800 kadar uçağın katıldığı bombardımanın ilk gününde 1.400 tondan fazla infilaklı bomba şehre düşmüştür. Aynı gün şehre düşen yangın bombası miktarı ise 1.100 tondan fazladır.35 Dresden'e atılan yangın bombalarının miktarının 650 bin civarında olduğu belirtilmektedir. Bu rakam, şehirdeki her bir vatandaş için bir bomba atılması anlamına gelmektedir.36
Su şebekelerinin de zarar görmesi, yangınların söndürülmesini adeta imkansız hale getirmiştir. Böylelikle şehrin tamamı devasa bir alev fırtınası ile kaplanmış ve Dresden yanıp kavrulmuştur. Bombardıman başladıktan kısa bir süre sonra şehirdeki insanlar için kaçacak hiç bir yer kalmamış, alev rüzgarları insanları kaçtıkları her yerde takip etmiştir. Yangın bombalarının etkisiyle sıcaklık 1.500 dereceye çıkmış, binalarda bulunanlar ya yanarak ya da dumandan zehirlenerek yaşamını yitirmiştir. Dışarıda bulunanların bedenleri kısa sürede kavrularak kömüre dönüşmüş, hatta yok olmuştur.

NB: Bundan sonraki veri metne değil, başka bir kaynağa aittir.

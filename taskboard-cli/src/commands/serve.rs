//! HTTP server command
//!
//! Runs the board API: lists, cards, and bulk reordering over HTTP.

use anyhow::{Context, Result};
use clap::Parser;
use std::net::SocketAddr;

use taskboard_server::db::{create_pool, migrations};
use taskboard_server::http::{run_server, ServerConfig};

/// Arguments for the serve command
#[derive(Parser, Debug)]
pub struct ServeArgs {
    /// Address to bind to (default: 127.0.0.1:8888)
    #[arg(long, short = 'b', default_value = "127.0.0.1:8888")]
    pub bind: SocketAddr,

    /// Allow permissive CORS (all origins) - use with caution
    #[arg(long)]
    pub cors_permissive: bool,

    /// Database URL, e.g. sqlite://taskboard.db (overrides environment)
    #[arg(long, env = "DATABASE_URL")]
    pub database_url: Option<String>,
}

/// Run the HTTP server
pub async fn run_serve(args: ServeArgs) -> Result<()> {
    let database_url = args
        .database_url
        .context("DATABASE_URL not set. Set via --database-url, DATABASE_URL env, or a .env file")?;

    tracing::info!("Starting taskboard server on {}", args.bind);

    // Create database pool
    let pool = create_pool(&database_url)
        .await
        .context("Failed to create database pool")?;

    // Bring the schema up before serving
    migrations::run(&pool)
        .await
        .context("Failed to run migrations")?;

    // Configure server
    let config = ServerConfig {
        bind_addr: args.bind,
        cors_permissive: args.cors_permissive,
    };

    // Run server (blocks until shutdown)
    run_server(pool, config)
        .await
        .context("Server error")?;

    Ok(())
}
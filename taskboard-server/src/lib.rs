//! taskboard-server: HTTP backend for a kanban-style task board
//!
//! Exposes lists and cards over HTTP with position-based ordering and
//! transactional bulk reordering, backed by SQLite.

pub mod db;
pub mod http;

pub use db::repos::DbError;
pub use http::{build_router, run_server, ApiError, AppState, ServerConfig};
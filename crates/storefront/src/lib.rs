//! Berrima Storefront library.
//!
//! Holds the per-session state of the shop: the shared catalog, the cart,
//! which view is showing and the store view's browse selection. The state has
//! exactly one owner, the [`Store`], and changes only through [`Command`]s.
//!
//! ```
//! use berrima_core::{Price, ProductId};
//! use berrima_storefront::{Command, Store};
//!
//! let mut store = Store::seeded();
//! store.dispatch(Command::AddToCart { id: ProductId::from("1") });
//! store.dispatch(Command::AddToCart { id: ProductId::from("1") });
//! store.dispatch(Command::AddToCart { id: ProductId::from("3") });
//!
//! assert_eq!(store.state().cart().subtotal(), Price::from_whole(285));
//! ```

#![cfg_attr(not(test), forbid(unsafe_code))]

pub mod checkout;
pub mod command;
pub mod state;
pub mod store;

pub use checkout::{CheckoutReceipt, DEMO_NOTICE};
pub use command::{Command, Event, View};
pub use state::SessionState;
pub use store::Store;
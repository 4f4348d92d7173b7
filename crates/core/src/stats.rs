//! Dashboard figures derived from the catalog.
//!
//! The demo store has no order history, so revenue is estimated from stock
//! depletion: every product is assumed to have started at
//! [`BASELINE_STOCK`] units, and each missing unit was sold at the current
//! price. The sales series is illustrative only and drawn at random.

use rand::Rng;
use rust_decimal::Decimal;
use serde::{Deserialize, Serialize};

use crate::catalog::Catalog;
use crate::types::Price;

/// Assumed starting stock for every product.
pub const BASELINE_STOCK: i64 = 50;

/// Units-sold counter shown on the dashboard.
pub const DEMO_SALES: u32 = 124;

/// Orders counter shown on the dashboard.
pub const DEMO_ORDERS: u32 = 86;

const CHART_LABEL_CHARS: usize = 10;

/// One bar of the dashboard sales chart.
#[derive(Debug, Clone, PartialEq, Eq, Serialize, Deserialize)]
pub struct SalesPoint {
    /// First characters of the product name.
    pub label: String,
    pub sales: u32,
}

/// Headline numbers for the admin dashboard.
#[derive(Debug, Clone, PartialEq, Eq, Serialize, Deserialize)]
pub struct StoreStats {
    pub revenue: Price,
    pub sales: u32,
    pub orders: u32,
    pub series: Vec<SalesPoint>,
}

impl StoreStats {
    /// Compute dashboard stats for `catalog`, drawing chart values from `rng`.
    pub fn from_catalog<R: Rng>(catalog: &Catalog, rng: &mut R) -> Self {
        let revenue = catalog
            .products()
            .iter()
            .map(|p| {
                let sold = Decimal::from(BASELINE_STOCK) - Decimal::from(p.stock);
                p.price.scaled(sold)
            })
            .sum();

        let series = catalog
            .products()
            .iter()
            .map(|p| SalesPoint {
                label: p.name.chars().take(CHART_LABEL_CHARS).collect(),
                sales: rng.random_range(10..60),
            })
            .collect();

        Self {
            revenue,
            sales: DEMO_SALES,
            orders: DEMO_ORDERS,
            series,
        }
    }
}
//! Sequencing for in-flight AI requests.
//!
//! Descriptions are keyed by product: while one is outstanding for a product,
//! another request for the same product is refused. Insights are ticketed:
//! only the completion carrying the most recently issued ticket is applied.

use std::collections::HashSet;

use berrima_core::ProductId;

/// Identifies one insight request.
#[derive(Debug, Clone, Copy, PartialEq, Eq, PartialOrd, Ord, Hash)]
pub struct Ticket(u64);

impl Ticket {
    #[must_use]
    pub const fn get(self) -> u64 {
        self.0
    }
}

/// Tracks outstanding description and insight requests.
#[derive(Debug, Default)]
pub struct RequestTracker {
    describing: HashSet<ProductId>,
    insight_issued: u64,
    insight_pending: bool,
}

impl RequestTracker {
    #[must_use]
    pub fn new() -> Self {
        Self::default()
    }

    /// Mark a description request for `id` as started.
    ///
    /// Returns `false` if one is already outstanding for that product.
    pub fn begin_description(&mut self, id: &ProductId) -> bool {
        self.describing.insert(id.clone())
    }

    /// Mark the description request for `id` as finished.
    ///
    /// Returns `false` if none was outstanding.
    pub fn finish_description(&mut self, id: &ProductId) -> bool {
        self.describing.remove(id)
    }

    #[must_use]
    pub fn is_describing(&self, id: &ProductId) -> bool {
        self.describing.contains(id)
    }

    /// Issue a ticket for a new insight request, superseding earlier ones.
    pub const fn begin_insight(&mut self) -> Ticket {
        self.insight_issued += 1;
        self.insight_pending = true;
        Ticket(self.insight_issued)
    }

    /// Settle an insight request.
    ///
    /// Returns `true` only if `ticket` is the latest issued and has not been
    /// settled yet; the caller should apply its result.
    pub const fn finish_insight(&mut self, ticket: Ticket) -> bool {
        if self.insight_pending && ticket.0 == self.insight_issued {
            self.insight_pending = false;
            true
        } else {
            false
        }
    }

    /// Whether `ticket` is the latest issued.
    #[must_use]
    pub const fn is_current(&self, ticket: Ticket) -> bool {
        ticket.0 == self.insight_issued
    }

    /// Whether an insight request is outstanding.
    #[must_use]
    pub const fn insight_pending(&self) -> bool {
        self.insight_pending
    }
}

#[cfg(test)]
mod tests {
    use super::*;

    #[test]
    fn test_second_description_for_same_product_is_refused() {
        let mut tracker = RequestTracker::new();
        let honey = ProductId::new("1");
        let oud = ProductId::new("2");

        assert!(tracker.begin_description(&honey));
        assert!(!tracker.begin_description(&honey));
        assert!(tracker.begin_description(&oud));
        assert!(tracker.is_describing(&honey));

        assert!(tracker.finish_description(&honey));
        assert!(!tracker.is_describing(&honey));
        assert!(tracker.begin_description(&honey));
    }

    #[test]
    fn test_finish_unknown_description() {
        let mut tracker = RequestTracker::new();
        assert!(!tracker.finish_description(&ProductId::new("9")));
    }

    #[test]
    fn test_tickets_increase() {
        let mut tracker = RequestTracker::new();
        let first = tracker.begin_insight();
        let second = tracker.begin_insight();
        assert!(second > first);
        assert!(!tracker.is_current(first));
        assert!(tracker.is_current(second));
    }

    #[test]
    fn test_stale_insight_is_discarded() {
        let mut tracker = RequestTracker::new();
        let stale = tracker.begin_insight();
        let fresh = tracker.begin_insight();

        assert!(tracker.finish_insight(fresh));
        assert!(!tracker.insight_pending());
        assert!(!tracker.finish_insight(stale));
    }

    #[test]
    fn test_insight_settles_once() {
        let mut tracker = RequestTracker::new();
        let ticket = tracker.begin_insight();
        assert!(tracker.insight_pending());
        assert!(tracker.finish_insight(ticket));
        assert!(!tracker.finish_insight(ticket));
    }
}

Arnhem'de Almanlara esir düştükten sonra Dresden'e götürülen İngiliz paraşütçülerden Victor Gregg, bombardımanda şahit olduğu korkunç manzaraları BBC'ye anlatmıştır. Gregg bombardımandan 7 saat sonra Altstadt'taki bin kişilik bir sığınağa ulaşabildiğini söylemiştir. Gregg ve beraberindekiler sığınağa ulaştıklarında, burada hayatta kalan tek bir kimseyi dahi bulamamışlardır. Hatta bildikleri anlamda cesetler dahi yoktur. Cesetler sığınakta erimiştir. Üç yaşının altındaki çocuklar ise adeta buharlaşmışlardır.37
Gazeteci Alexander McKee, Amerikan Hava Kuvvetleri'nin raporunda bahsedilen Dresden'deki hedef listesine dikkat çekmiştir. Raporda hedef olarak listelenen askeri kışlalar şehir dışındadır ve saldırılar sırasında hedef alınmamıştır. Raporda yine askeri hedef olarak bahsedilen "baraka kampları"nın ise gerçekte hiçbir askeri niteliği yoktur. Bu barakalarda askerler değil, doğudaki SSCB Ordusu'ndan kaçan mülteci Almanlar yaşamaktadır.38
McKee, Dresden Bombardımanı ile ilgili kanaatini ise şöyle açıklamaktadır:
Bombardıman komutanları gerçekte askeri ya da ekonomik hedeflerle ilgilenmiyorlardı, çünkü Dresden hakkında çok az şey biliyorlardı; İngiliz Kraliyet Hava Kuvvetleri şehrin gerçek haritasına bile sahip değildi. İlgilendikleri, yakabilecekleri büyük bir yerleşim alanıydı ve Dresden de bu ölçülere tam uyuyordu.39
Bu sivil katliamlarını "terör bombardımanı" olarak niteleyen ABD'li tarihçi yazar Patrick J. Buchanan "Terör bombalamalarını Churchill başlattı, Amerika mükemmelleştirdi" ifadesini kullanmakta ve sözlerine şöyle devam etmektedir, "Churchill, Batı insanının barbarlığa dönmesine öncülük etmiştir".40
Şüphesiz ki Churchill demek "İngiliz derin devleti" demektir ve bu çok yerinde tespitler, Dresden katliamını gerçekleştiren deccali ruhun vahşiliğini somut biçimde ortaya koymaktadır.
İngiliz derin devletinin hain bir planı olan Dresden katliamı, Hiroşima ve Nagazaki'dekine benzer şekilde şehri bir anda alev topuna çevirmiş ve hatta atılan iki atom bombasından daha fazla can almıştır. Fakat başrolde doğrudan Churchill olduğu için daha az gündeme getirilmektedir.